◆ What you need to do
Every line in the records below that holds the word "DuplicateHeader" is to be copied.
***** Provided records *****
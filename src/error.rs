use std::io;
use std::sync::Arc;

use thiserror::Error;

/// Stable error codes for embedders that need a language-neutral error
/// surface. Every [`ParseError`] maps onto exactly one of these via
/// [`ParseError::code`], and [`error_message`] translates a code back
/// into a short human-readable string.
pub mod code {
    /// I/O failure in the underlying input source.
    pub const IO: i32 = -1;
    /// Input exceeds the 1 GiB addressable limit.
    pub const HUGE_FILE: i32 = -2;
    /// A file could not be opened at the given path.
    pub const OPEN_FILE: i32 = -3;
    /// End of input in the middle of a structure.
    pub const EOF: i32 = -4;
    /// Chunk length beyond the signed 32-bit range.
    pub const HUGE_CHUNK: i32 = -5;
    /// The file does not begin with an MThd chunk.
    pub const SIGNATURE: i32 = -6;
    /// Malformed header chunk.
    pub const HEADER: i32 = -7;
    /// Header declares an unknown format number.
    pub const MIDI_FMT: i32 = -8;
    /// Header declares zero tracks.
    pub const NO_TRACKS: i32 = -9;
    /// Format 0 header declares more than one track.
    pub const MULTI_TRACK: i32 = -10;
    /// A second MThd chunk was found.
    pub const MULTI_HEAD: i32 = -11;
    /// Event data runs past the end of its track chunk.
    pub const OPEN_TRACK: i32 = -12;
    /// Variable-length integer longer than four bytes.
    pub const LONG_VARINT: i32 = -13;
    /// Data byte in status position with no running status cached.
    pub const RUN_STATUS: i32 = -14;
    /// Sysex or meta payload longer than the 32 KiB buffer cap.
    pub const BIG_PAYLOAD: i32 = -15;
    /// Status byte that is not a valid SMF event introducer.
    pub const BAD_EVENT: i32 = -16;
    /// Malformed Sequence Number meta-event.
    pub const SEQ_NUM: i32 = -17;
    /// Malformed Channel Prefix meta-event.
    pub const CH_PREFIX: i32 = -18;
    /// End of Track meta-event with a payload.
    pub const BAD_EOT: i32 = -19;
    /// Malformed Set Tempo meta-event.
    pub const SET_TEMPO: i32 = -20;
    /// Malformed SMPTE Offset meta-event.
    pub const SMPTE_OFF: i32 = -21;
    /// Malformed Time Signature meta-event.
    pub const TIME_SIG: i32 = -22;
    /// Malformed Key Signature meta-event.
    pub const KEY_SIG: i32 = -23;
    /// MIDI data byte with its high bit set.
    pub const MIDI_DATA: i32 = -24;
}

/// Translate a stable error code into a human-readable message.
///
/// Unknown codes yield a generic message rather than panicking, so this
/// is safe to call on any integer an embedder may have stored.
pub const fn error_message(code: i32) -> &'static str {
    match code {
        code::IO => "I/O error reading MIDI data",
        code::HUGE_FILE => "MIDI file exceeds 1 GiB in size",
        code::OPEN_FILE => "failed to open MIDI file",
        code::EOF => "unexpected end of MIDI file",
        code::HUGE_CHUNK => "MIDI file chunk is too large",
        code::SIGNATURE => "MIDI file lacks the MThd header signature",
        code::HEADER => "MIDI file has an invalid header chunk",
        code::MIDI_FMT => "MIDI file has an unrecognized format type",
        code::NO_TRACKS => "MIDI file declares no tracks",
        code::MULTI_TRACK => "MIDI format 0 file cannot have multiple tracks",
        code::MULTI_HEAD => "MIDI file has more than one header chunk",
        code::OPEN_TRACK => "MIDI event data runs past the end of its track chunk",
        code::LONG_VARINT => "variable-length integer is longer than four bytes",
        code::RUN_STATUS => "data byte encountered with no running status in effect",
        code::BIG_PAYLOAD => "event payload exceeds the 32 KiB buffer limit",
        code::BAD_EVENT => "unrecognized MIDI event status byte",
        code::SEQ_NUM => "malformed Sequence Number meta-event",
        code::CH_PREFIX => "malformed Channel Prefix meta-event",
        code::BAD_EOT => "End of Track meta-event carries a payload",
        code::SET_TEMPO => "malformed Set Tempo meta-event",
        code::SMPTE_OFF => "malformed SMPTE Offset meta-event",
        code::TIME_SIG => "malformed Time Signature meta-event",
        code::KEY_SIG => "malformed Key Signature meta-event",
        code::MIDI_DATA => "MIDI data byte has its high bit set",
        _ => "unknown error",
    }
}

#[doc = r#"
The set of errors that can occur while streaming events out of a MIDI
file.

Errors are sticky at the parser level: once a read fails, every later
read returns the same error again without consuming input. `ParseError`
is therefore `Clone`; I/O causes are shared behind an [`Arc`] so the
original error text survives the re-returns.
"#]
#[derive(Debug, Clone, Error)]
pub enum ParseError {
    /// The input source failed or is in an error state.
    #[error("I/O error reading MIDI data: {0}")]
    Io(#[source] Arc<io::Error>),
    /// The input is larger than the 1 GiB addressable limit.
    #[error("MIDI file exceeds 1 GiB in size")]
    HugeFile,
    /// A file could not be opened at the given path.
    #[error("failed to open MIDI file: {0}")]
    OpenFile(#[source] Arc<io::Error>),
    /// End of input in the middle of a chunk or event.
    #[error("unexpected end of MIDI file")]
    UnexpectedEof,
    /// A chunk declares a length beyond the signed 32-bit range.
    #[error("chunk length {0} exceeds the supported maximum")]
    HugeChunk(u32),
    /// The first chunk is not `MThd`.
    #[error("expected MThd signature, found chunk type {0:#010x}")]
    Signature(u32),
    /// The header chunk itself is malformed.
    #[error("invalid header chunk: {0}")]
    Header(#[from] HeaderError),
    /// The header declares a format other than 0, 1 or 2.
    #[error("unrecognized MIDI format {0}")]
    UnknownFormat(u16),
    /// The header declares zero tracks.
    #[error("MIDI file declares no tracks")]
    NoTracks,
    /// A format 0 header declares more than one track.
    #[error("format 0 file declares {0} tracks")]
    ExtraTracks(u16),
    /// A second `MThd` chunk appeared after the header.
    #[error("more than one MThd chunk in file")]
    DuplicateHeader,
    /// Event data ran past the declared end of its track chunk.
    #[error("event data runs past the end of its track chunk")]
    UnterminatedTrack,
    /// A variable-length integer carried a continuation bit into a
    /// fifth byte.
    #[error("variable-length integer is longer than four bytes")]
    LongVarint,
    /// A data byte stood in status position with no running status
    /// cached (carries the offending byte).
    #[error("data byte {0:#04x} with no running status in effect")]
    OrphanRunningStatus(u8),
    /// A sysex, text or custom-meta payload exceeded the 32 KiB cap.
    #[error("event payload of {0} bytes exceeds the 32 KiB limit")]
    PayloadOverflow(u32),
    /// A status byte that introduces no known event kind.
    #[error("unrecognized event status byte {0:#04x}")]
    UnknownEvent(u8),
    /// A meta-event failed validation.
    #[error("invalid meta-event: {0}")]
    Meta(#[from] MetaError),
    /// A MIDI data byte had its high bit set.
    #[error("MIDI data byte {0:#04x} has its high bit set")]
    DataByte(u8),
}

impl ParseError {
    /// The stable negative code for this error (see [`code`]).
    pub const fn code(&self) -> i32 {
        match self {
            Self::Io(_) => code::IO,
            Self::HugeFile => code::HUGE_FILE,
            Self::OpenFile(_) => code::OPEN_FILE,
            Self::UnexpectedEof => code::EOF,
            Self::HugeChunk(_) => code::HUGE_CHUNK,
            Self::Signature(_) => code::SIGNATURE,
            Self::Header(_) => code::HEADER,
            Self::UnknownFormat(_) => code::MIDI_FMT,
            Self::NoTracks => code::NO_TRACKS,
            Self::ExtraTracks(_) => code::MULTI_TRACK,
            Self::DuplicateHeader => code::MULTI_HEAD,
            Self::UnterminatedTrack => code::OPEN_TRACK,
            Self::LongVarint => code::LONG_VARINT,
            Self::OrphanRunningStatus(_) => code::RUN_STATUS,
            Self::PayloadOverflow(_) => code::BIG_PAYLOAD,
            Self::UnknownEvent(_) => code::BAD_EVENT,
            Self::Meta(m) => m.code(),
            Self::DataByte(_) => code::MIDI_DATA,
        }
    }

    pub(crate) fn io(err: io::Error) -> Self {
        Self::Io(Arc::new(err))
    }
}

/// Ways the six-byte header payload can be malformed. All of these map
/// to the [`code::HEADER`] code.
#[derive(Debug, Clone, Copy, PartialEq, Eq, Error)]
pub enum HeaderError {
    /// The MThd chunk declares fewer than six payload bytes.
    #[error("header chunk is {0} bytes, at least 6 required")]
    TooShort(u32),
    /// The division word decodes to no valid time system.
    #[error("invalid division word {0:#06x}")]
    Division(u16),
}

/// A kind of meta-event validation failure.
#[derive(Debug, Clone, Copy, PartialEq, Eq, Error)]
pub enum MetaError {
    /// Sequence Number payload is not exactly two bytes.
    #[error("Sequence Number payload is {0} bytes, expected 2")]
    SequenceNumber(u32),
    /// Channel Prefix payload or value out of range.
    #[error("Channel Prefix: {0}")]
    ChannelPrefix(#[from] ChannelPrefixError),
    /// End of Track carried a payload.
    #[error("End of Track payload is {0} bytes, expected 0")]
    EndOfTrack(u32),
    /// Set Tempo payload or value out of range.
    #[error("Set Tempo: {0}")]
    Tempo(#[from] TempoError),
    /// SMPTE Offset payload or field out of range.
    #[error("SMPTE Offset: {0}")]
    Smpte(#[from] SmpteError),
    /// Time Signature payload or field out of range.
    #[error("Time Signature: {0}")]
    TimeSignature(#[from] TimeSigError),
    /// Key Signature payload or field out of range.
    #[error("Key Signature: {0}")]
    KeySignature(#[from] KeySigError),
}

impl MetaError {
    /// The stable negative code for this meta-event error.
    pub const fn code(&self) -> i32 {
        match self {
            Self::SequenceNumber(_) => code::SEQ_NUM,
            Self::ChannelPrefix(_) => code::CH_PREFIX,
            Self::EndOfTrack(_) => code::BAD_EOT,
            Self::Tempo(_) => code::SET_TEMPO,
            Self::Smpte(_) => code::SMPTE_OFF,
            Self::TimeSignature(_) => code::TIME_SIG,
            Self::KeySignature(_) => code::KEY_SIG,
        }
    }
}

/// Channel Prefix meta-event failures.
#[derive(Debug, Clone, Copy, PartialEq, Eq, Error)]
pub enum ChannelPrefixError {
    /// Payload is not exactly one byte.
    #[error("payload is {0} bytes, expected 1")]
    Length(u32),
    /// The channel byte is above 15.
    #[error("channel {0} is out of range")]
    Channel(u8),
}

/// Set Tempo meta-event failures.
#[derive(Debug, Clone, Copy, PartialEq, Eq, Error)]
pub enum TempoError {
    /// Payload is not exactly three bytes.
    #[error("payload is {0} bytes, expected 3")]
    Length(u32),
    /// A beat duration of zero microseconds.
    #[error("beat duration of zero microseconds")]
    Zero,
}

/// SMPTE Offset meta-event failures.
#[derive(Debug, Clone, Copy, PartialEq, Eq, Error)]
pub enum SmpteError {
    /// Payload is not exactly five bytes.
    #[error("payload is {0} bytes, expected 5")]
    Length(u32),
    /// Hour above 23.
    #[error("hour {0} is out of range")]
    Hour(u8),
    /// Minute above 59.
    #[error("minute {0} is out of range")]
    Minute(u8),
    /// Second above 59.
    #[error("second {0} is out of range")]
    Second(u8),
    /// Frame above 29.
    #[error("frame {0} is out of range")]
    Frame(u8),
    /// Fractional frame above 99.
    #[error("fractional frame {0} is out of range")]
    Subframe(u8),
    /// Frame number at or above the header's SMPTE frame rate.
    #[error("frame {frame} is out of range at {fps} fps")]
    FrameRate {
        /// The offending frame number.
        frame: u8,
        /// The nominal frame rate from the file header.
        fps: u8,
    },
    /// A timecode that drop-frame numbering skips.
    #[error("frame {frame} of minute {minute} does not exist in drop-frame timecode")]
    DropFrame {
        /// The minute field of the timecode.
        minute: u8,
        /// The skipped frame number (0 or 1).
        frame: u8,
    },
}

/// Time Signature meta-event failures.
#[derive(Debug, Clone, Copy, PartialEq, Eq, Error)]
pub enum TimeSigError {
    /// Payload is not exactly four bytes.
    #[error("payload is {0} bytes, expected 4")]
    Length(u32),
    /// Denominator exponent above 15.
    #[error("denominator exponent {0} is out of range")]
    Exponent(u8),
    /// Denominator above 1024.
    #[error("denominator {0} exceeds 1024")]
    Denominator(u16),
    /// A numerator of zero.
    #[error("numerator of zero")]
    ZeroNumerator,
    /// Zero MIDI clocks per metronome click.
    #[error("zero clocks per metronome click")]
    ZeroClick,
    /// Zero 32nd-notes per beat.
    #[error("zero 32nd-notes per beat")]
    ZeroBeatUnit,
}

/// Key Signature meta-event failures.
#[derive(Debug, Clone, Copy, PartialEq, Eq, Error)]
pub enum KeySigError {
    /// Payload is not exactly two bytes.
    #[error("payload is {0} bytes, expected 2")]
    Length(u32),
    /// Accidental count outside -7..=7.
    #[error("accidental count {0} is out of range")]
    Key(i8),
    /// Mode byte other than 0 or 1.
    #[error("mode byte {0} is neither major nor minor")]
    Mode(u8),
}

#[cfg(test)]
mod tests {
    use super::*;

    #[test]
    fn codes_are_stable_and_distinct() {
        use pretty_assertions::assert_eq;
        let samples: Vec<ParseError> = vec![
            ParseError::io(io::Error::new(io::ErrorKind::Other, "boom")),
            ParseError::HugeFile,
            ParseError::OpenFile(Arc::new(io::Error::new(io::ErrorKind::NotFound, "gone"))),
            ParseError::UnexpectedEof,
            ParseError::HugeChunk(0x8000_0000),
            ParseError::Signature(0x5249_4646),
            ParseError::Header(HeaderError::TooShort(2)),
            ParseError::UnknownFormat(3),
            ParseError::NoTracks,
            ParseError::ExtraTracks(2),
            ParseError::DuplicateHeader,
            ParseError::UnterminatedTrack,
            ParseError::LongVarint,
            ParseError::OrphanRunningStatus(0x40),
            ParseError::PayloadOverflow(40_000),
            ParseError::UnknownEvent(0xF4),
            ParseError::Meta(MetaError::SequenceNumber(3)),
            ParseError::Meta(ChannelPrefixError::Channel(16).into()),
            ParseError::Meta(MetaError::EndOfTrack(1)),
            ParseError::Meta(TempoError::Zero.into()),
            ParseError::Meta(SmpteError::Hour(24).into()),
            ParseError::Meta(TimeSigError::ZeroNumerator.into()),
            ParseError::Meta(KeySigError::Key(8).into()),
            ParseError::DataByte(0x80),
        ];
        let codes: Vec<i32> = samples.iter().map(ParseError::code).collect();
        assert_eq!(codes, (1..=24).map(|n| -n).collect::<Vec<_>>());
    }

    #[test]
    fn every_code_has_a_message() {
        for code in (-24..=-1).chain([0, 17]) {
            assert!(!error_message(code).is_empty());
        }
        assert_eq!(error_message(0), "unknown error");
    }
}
*****
◆ Exercise output
    DuplicateHeader,
            Self::DuplicateHeader => code::MULTI_HEAD,
            ParseError::DuplicateHeader,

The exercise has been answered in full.